> EXERCISE BRIEF
Go through the material and copy every line in which "docs" appears.

> SUPPLIED INFORMATION
// SPDX-License-Identifier: AGPL-3.0-or-later
//
// Copyright (C) 2026 Social Forum Contributors

use axum::{
    middleware,
    routing::{delete, get, post},
    Router,
};
use tower_http::{cors::CorsLayer, trace::TraceLayer};
use utoipa::OpenApi;
use utoipa_swagger_ui::SwaggerUi;

use crate::{
    auth::middleware::enforce,
    media::ReconciliationReport,
    models::Post,
    state::AppState,
};

pub mod admin;
pub mod health;
pub mod posts;
pub mod uploads;
pub mod users;

pub fn router(state: AppState) -> Router {
    Router::new()
        .route("/health", get(health::health))
        .route("/api/users/register", post(users::register))
        .route("/api/users/login", post(users::login))
        .route("/api/users/me", get(users::me))
        .route("/api/users/{id}", delete(users::delete_user))
        .route("/api/posts", get(posts::list_posts).post(posts::create_post))
        .route(
            "/api/posts/{id}",
            get(posts::get_post).delete(posts::delete_post),
        )
        .route("/api/posts/user/{username}", get(posts::posts_by_user))
        .route("/api/uploads/presign", post(uploads::presign_upload))
        .route("/api/uploads/download-url", get(uploads::download_url))
        .route("/api/admin/users", get(admin::list_users))
        .route("/api/admin/users/{id}", delete(admin::delete_user))
        .route("/api/admin/users/{id}/promote", post(admin::promote_user))
        .route("/api/admin/posts", get(admin::list_posts))
        .route("/api/admin/posts/{id}", delete(admin::delete_post))
        .route(
            "/api/admin/media/files",
            get(admin::list_media_files).delete(admin::delete_media_file),
        )
        .route("/api/admin/media/sync", post(admin::media_sync))
        .route("/api/admin/media/cleanup", post(admin::media_cleanup))
        .route("/api/admin/audit/events", get(admin::audit_events))
        .route("/api/admin/stats", get(admin::stats))
        .merge(SwaggerUi::new("/docs").url("/api-doc/openapi.json", ApiDoc::openapi()))
        // Gate + policy run before every handler, unmatched paths included;
        // the rule table itself marks /docs and /health public.
        .layer(middleware::from_fn_with_state(state.clone(), enforce))
        .layer(CorsLayer::permissive())
        .layer(TraceLayer::new_for_http())
        .with_state(state)
}

#[derive(OpenApi)]
#[openapi(
    paths(
        health::health,
        users::register,
        users::login,
        users::me,
        users::delete_user,
        posts::create_post,
        posts::list_posts,
        posts::get_post,
        posts::posts_by_user,
        posts::delete_post,
        uploads::presign_upload,
        uploads::download_url,
        admin::list_users,
        admin::delete_user,
        admin::promote_user,
        admin::list_posts,
        admin::delete_post,
        admin::list_media_files,
        admin::delete_media_file,
        admin::media_sync,
        admin::media_cleanup,
        admin::audit_events,
        admin::stats
    ),
    components(
        schemas(
            health::HealthResponse,
            health::HealthChecks,
            users::RegisterRequest,
            users::LoginRequest,
            users::AuthResponse,
            users::UserResponse,
            posts::CreatePostRequest,
            Post,
            uploads::PresignUploadRequest,
            uploads::PresignUploadResponse,
            uploads::DownloadUrlResponse,
            uploads::MediaKind,
            admin::DeleteOutcome,
            admin::MediaFileItem,
            admin::CleanupRequest,
            admin::CleanupResponse,
            admin::AuditLogResponse,
            admin::SystemStatsResponse,
            ReconciliationReport
        )
    ),
    tags(
        (name = "Health", description = "Service health"),
        (name = "Users", description = "Registration, login and accounts"),
        (name = "Posts", description = "Forum posts"),
        (name = "Uploads", description = "Presigned media uploads"),
        (name = "Admin", description = "Administration and reconciliation")
    )
)]
struct ApiDoc;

> RESPONSE BOX
        .merge(SwaggerUi::new("/docs").url("/api-doc/openapi.json", ApiDoc::openapi()))
        // the rule table itself marks /docs and /health public.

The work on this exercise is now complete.